Could the universe make me spend time on the books I already own? While buying a book wraps me in glee, I occasionally feel a small, uncharacteristic guilt or two as I look at the unread portions of my collection. So to make up for that 25%, I’m digging through my personal library and understanding how lucky I am. Some customers rely on the library not only for books, but also for computer and printer access and additional services.
The day before my branch closed, I traveled through swarms of dragonflies to return my temporary final loans. People kept telling me I could drive four miles to the nearest library, but sometimes it takes me a week to prepare for a visit to the grocery store. I also dream up reading challenges late in the year. I would read what I had. And I would read more books than I bought.
True to my Virgo nature, I start to organize. Concerned about the viability of my literary nooks and crannies, I sort out my TBR books: ARCs, giveaways, gifts, titles I gave myself, personal and snail mail exchanges with friends, and partially completed story and essay collections from business school . I shove a selection of books I’ve outgrown the urge to read to Little Free Libraries around town. As I peruse my shelves, I reacquaint myself with covers, blurbs, and synopses, from Angie Cruz’s Let It Rain Coffee to The Book of Other People edited by Zadie Smith.
To make sure I read more than I buy, I keep track of the books I buy on a rainbow of sticky notes in my trusty planner.

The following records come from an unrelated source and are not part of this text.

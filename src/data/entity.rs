//! Entity directory: surface names and descriptions by entity id.

use std::fs::File;
use std::io::BufReader;
use std::path::Path;

use rustc_hash::FxHashMap;
use serde::Deserialize;
use tracing::info;

use crate::data::triplet::ensure_json;
use crate::error::{CakeError, Result};

/// One record of `entities.json`.
#[derive(Debug, Clone, PartialEq, Eq, Deserialize)]
pub struct EntityExample {
    pub entity_id: String,
    /// Surface name; a handful of wiki5m entities have none
    #[serde(default)]
    pub entity: String,
    #[serde(default)]
    pub entity_desc: String,
}

impl EntityExample {
    pub fn new(
        entity_id: impl Into<String>,
        entity: impl Into<String>,
        entity_desc: impl Into<String>,
    ) -> Self {
        Self {
            entity_id: entity_id.into(),
            entity: entity.into(),
            entity_desc: entity_desc.into(),
        }
    }
}

/// Entity records in file order, with an id -> position table.
#[derive(Debug, Clone, Default)]
pub struct EntityDict {
    entities: Vec<EntityExample>,
    id2idx: FxHashMap<String, usize>,
}

impl EntityDict {
    /// Load a JSON array of entity records.
    pub fn load(path: impl AsRef<Path>) -> Result<Self> {
        let path = path.as_ref();
        ensure_json(path)?;
        let reader = BufReader::new(File::open(path)?);
        let entities: Vec<EntityExample> = serde_json::from_reader(reader)?;
        let dict = Self::from_entities(entities);
        info!(entities = dict.len(), path = %path.display(), "Loaded entity dictionary");
        Ok(dict)
    }

    /// Build from records. A repeated id keeps its first position and the later record wins.
    pub fn from_entities(entities: impl IntoIterator<Item = EntityExample>) -> Self {
        let mut dict = Self::default();
        for entity in entities {
            match dict.id2idx.get(&entity.entity_id) {
                Some(&idx) => dict.entities[idx] = entity,
                None => {
                    dict.id2idx.insert(entity.entity_id.clone(), dict.entities.len());
                    dict.entities.push(entity);
                }
            }
        }
        dict
    }

    pub fn get_entity_by_id(&self, entity_id: &str) -> Result<&EntityExample> {
        self.id2idx
            .get(entity_id)
            .map(|&idx| &self.entities[idx])
            .ok_or_else(|| CakeError::UnknownEntity(entity_id.to_string()))
    }

    /// Position of the entity in file order.
    pub fn entity_to_idx(&self, entity_id: &str) -> Result<usize> {
        self.id2idx
            .get(entity_id)
            .copied()
            .ok_or_else(|| CakeError::UnknownEntity(entity_id.to_string()))
    }

    pub fn get_entity_by_idx(&self, idx: usize) -> Option<&EntityExample> {
        self.entities.get(idx)
    }

    pub fn len(&self) -> usize {
        self.entities.len()
    }

    pub fn is_empty(&self) -> bool {
        self.entities.is_empty()
    }

    pub fn iter(&self) -> impl Iterator<Item = &EntityExample> {
        self.entities.iter()
    }
}
//! Padding vectorized examples into model-ready tensors.

use candle_core::{Device, Tensor};

use crate::dataset::example::{Example, VectorizedExample};
use crate::dataset::mask::{construct_mask, construct_self_negative_mask};
use crate::error::{CakeError, Result};
use crate::hub::DataHub;

/// One padded batch. Token tensors are `[batch, max_len]` u32, masks are u8.
#[derive(Debug, Clone)]
pub struct Batch {
    pub hr_token_ids: Tensor,
    pub hr_mask: Tensor,
    pub hr_token_type_ids: Tensor,
    pub tail_token_ids: Tensor,
    pub tail_mask: Tensor,
    pub tail_token_type_ids: Tensor,
    pub head_token_ids: Tensor,
    pub head_mask: Tensor,
    pub head_token_type_ids: Tensor,
    pub batch_data: Vec<Example>,
    /// `[batch, batch]`; None in evaluation mode
    pub triplet_mask: Option<Tensor>,
    /// `[batch]`; None in evaluation mode
    pub self_negative_mask: Option<Tensor>,
}

impl Batch {
    pub fn len(&self) -> usize {
        self.batch_data.len()
    }

    pub fn is_empty(&self) -> bool {
        self.batch_data.is_empty()
    }
}

/// Pad every field of `batch_data` to the batch maximum and attach negative masks.
pub fn collate(batch_data: &[VectorizedExample], hub: &DataHub) -> Result<Batch> {
    if batch_data.is_empty() {
        return Err(CakeError::EmptyBatch);
    }
    let pad_token_id = hub.tokenizer().pad_token_id();
    let device = hub.device();

    let (hr_token_ids, hr_mask) = to_indices_and_mask(
        &column(batch_data, |ex| ex.hr.input_ids.as_slice()),
        pad_token_id,
        device,
    )?;
    let hr_token_type_ids = to_indices(
        &column(batch_data, |ex| ex.hr.token_type_ids.as_slice()),
        0,
        device,
    )?;

    let (tail_token_ids, tail_mask) = to_indices_and_mask(
        &column(batch_data, |ex| ex.tail.input_ids.as_slice()),
        pad_token_id,
        device,
    )?;
    let tail_token_type_ids = to_indices(
        &column(batch_data, |ex| ex.tail.token_type_ids.as_slice()),
        0,
        device,
    )?;

    let (head_token_ids, head_mask) = to_indices_and_mask(
        &column(batch_data, |ex| ex.head.input_ids.as_slice()),
        pad_token_id,
        device,
    )?;
    let head_token_type_ids = to_indices(
        &column(batch_data, |ex| ex.head.token_type_ids.as_slice()),
        0,
        device,
    )?;

    let batch_exs: Vec<Example> = batch_data.iter().map(|ex| ex.example.clone()).collect();
    let (triplet_mask, self_negative_mask) = if hub.config().is_test {
        (None, None)
    } else {
        (
            Some(construct_mask(&batch_exs, None, hub.triplet_dict(), device)?),
            Some(construct_self_negative_mask(
                &batch_exs,
                hub.triplet_dict(),
                device,
            )?),
        )
    };

    Ok(Batch {
        hr_token_ids,
        hr_mask,
        hr_token_type_ids,
        tail_token_ids,
        tail_mask,
        tail_token_type_ids,
        head_token_ids,
        head_mask,
        head_token_type_ids,
        batch_data: batch_exs,
        triplet_mask,
        self_negative_mask,
    })
}

/// Collate a batch that arrives pre-grouped, as with the relation sampler:
/// only the first group is used.
pub fn collate_grouped(batch_data: &[Vec<VectorizedExample>], hub: &DataHub) -> Result<Batch> {
    let group = batch_data.first().ok_or(CakeError::EmptyBatch)?;
    collate(group, hub)
}

/// Pad sequences to `[n, max_len]` with `pad_token_id` and build a u8 mask that
/// is 1 on real tokens.
pub fn to_indices_and_mask<S: AsRef<[u32]>>(
    batch: &[S],
    pad_token_id: u32,
    device: &Device,
) -> Result<(Tensor, Tensor)> {
    let (indices, mask, mx_len) = pad_rows(batch, pad_token_id)?;
    let shape = (batch.len(), mx_len);
    Ok((
        Tensor::from_vec(indices, shape, device)?,
        Tensor::from_vec(mask, shape, device)?,
    ))
}

/// Pad sequences to `[n, max_len]` without a mask.
pub fn to_indices<S: AsRef<[u32]>>(batch: &[S], pad_token_id: u32, device: &Device) -> Result<Tensor> {
    let (indices, _, mx_len) = pad_rows(batch, pad_token_id)?;
    Ok(Tensor::from_vec(indices, (batch.len(), mx_len), device)?)
}

fn column<'a>(
    batch: &'a [VectorizedExample],
    field: impl Fn(&'a VectorizedExample) -> &'a [u32],
) -> Vec<&'a [u32]> {
    batch.iter().map(field).collect()
}

fn pad_rows<S: AsRef<[u32]>>(batch: &[S], pad_token_id: u32) -> Result<(Vec<u32>, Vec<u8>, usize)> {
    let mx_len = batch
        .iter()
        .map(|t| t.as_ref().len())
        .max()
        .ok_or(CakeError::EmptyBatch)?;

    let mut indices = vec![pad_token_id; batch.len() * mx_len];
    let mut mask = vec![0u8; batch.len() * mx_len];
    for (i, t) in batch.iter().enumerate() {
        let t = t.as_ref();
        let row = i * mx_len;
        indices[row..row + t.len()].copy_from_slice(t);
        mask[row..row + t.len()].fill(1);
    }
    Ok((indices, mask, mx_len))
}

#[cfg(test)]
mod tests {
    use super::*;
    use crate::config::DataConfig;
    use crate::dataset::test_support::{sample_hub, sample_triplets};

    #[test]
    fn test_to_indices_and_mask_prefix() {
        let seqs: Vec<Vec<u32>> = vec![vec![5, 6, 7], vec![8], vec![], vec![9, 10]];
        let (ids, mask) = to_indices_and_mask(&seqs, 0, &Device::Cpu).unwrap();
        assert_eq!(ids.dims(), &[4, 3]);

        let ids: Vec<Vec<u32>> = ids.to_vec2().unwrap();
        let mask: Vec<Vec<u8>> = mask.to_vec2().unwrap();
        for (i, seq) in seqs.iter().enumerate() {
            assert_eq!(&ids[i][..seq.len()], seq.as_slice());
            assert!(ids[i][seq.len()..].iter().all(|&t| t == 0));
            assert!(mask[i][..seq.len()].iter().all(|&m| m == 1));
            assert!(mask[i][seq.len()..].iter().all(|&m| m == 0));
        }
    }

    #[test]
    fn test_custom_pad_id() {
        let seqs = [vec![1u32], vec![1, 2]];
        let ids: Vec<Vec<u32>> = to_indices(&seqs, 99, &Device::Cpu)
            .unwrap()
            .to_vec2()
            .unwrap();
        assert_eq!(ids, vec![vec![1, 99], vec![1, 2]]);
    }

    #[test]
    fn test_empty_batch_rejected() {
        let seqs: Vec<Vec<u32>> = Vec::new();
        assert!(matches!(
            to_indices(&seqs, 0, &Device::Cpu),
            Err(CakeError::EmptyBatch)
        ));
        let hub = sample_hub(DataConfig::default());
        assert!(matches!(collate(&[], &hub), Err(CakeError::EmptyBatch)));
        assert!(matches!(collate_grouped(&[], &hub), Err(CakeError::EmptyBatch)));
    }

    fn vectorized(hub: &DataHub) -> Vec<VectorizedExample> {
        sample_triplets()
            .into_iter()
            .map(|t| Example::from(t).vectorize(hub).unwrap())
            .collect()
    }

    #[test]
    fn test_collate_training_batch() {
        let hub = sample_hub(DataConfig::default());
        let data = vectorized(&hub);
        let batch = collate(&data, &hub).unwrap();

        let max_hr = data.iter().map(|ex| ex.hr.len()).max().unwrap();
        assert_eq!(batch.len(), 3);
        assert_eq!(batch.hr_token_ids.dims(), &[3, max_hr]);
        assert_eq!(batch.hr_token_type_ids.dims(), batch.hr_token_ids.dims());
        assert_eq!(batch.triplet_mask.as_ref().unwrap().dims(), &[3, 3]);
        assert_eq!(batch.self_negative_mask.as_ref().unwrap().dims(), &[3]);
    }

    #[test]
    fn test_collate_eval_has_no_masks() {
        let hub = sample_hub(DataConfig::default().with_test_mode(true));
        let data = vectorized(&hub);
        let batch = collate(&data, &hub).unwrap();
        assert!(batch.triplet_mask.is_none());
        assert!(batch.self_negative_mask.is_none());
    }

    #[test]
    fn test_collate_grouped_unwraps_first_group() {
        let hub = sample_hub(DataConfig::default());
        let data = vectorized(&hub);
        let grouped = collate_grouped(&[data.clone()], &hub).unwrap();
        let flat = collate(&data, &hub).unwrap();

        assert_eq!(grouped.batch_data, flat.batch_data);
        let a: Vec<Vec<u32>> = grouped.tail_token_ids.to_vec2().unwrap();
        let b: Vec<Vec<u32>> = flat.tail_token_ids.to_vec2().unwrap();
        assert_eq!(a, b);
    }
}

I’m now locked out of the Libby app, perhaps a beacon that I’m on the right track. When Celeste Ng’s Our Missing Hearts becomes available I pick up the phone to settle things because is there even a word for the amount of anticipation coursing through my body. This is how I start connecting to the library again after months. I’m also watching Darcie Little Badger’s A Snake Falls to Earth.
When I reflect on my first two months without a library, I see steady progress. I read more than I bought: five in September and six in October. Since I crave bigger results, I decide to finish 100% more books in November than I buy. I can do it on paper. I used 18 and bought seven for a total of 11 books. If I look more closely at the numbers, which are made up of two rentals and eight repeats, I realize that I’ve only read one more title than I’ve bought.
With this rereading-doesn’t-make-the-TBR-stack-smaller, I review these original results and learn that I made zero dent in September and pulled five books in October. In three months I shaved a modest six books from this intimidating top number. At this leisurely pace, it would take almost eight years for me to work my way through my current list.
Recently, before a deluge, my love and I called a car at the library. I missed staying there and wanted to say hello to the flowers. Unfolded newspaper pages lined the inside of the doors. Above the boarded up and taped mailbox, a sign informed me that “several” months had turned into eight. But as a silver lining, more time with my TBR books awaits me, and I’m tingling with renewed determination.
If you are a library lover living amidst book towers, look through the library archives and buy books as if we were immortal.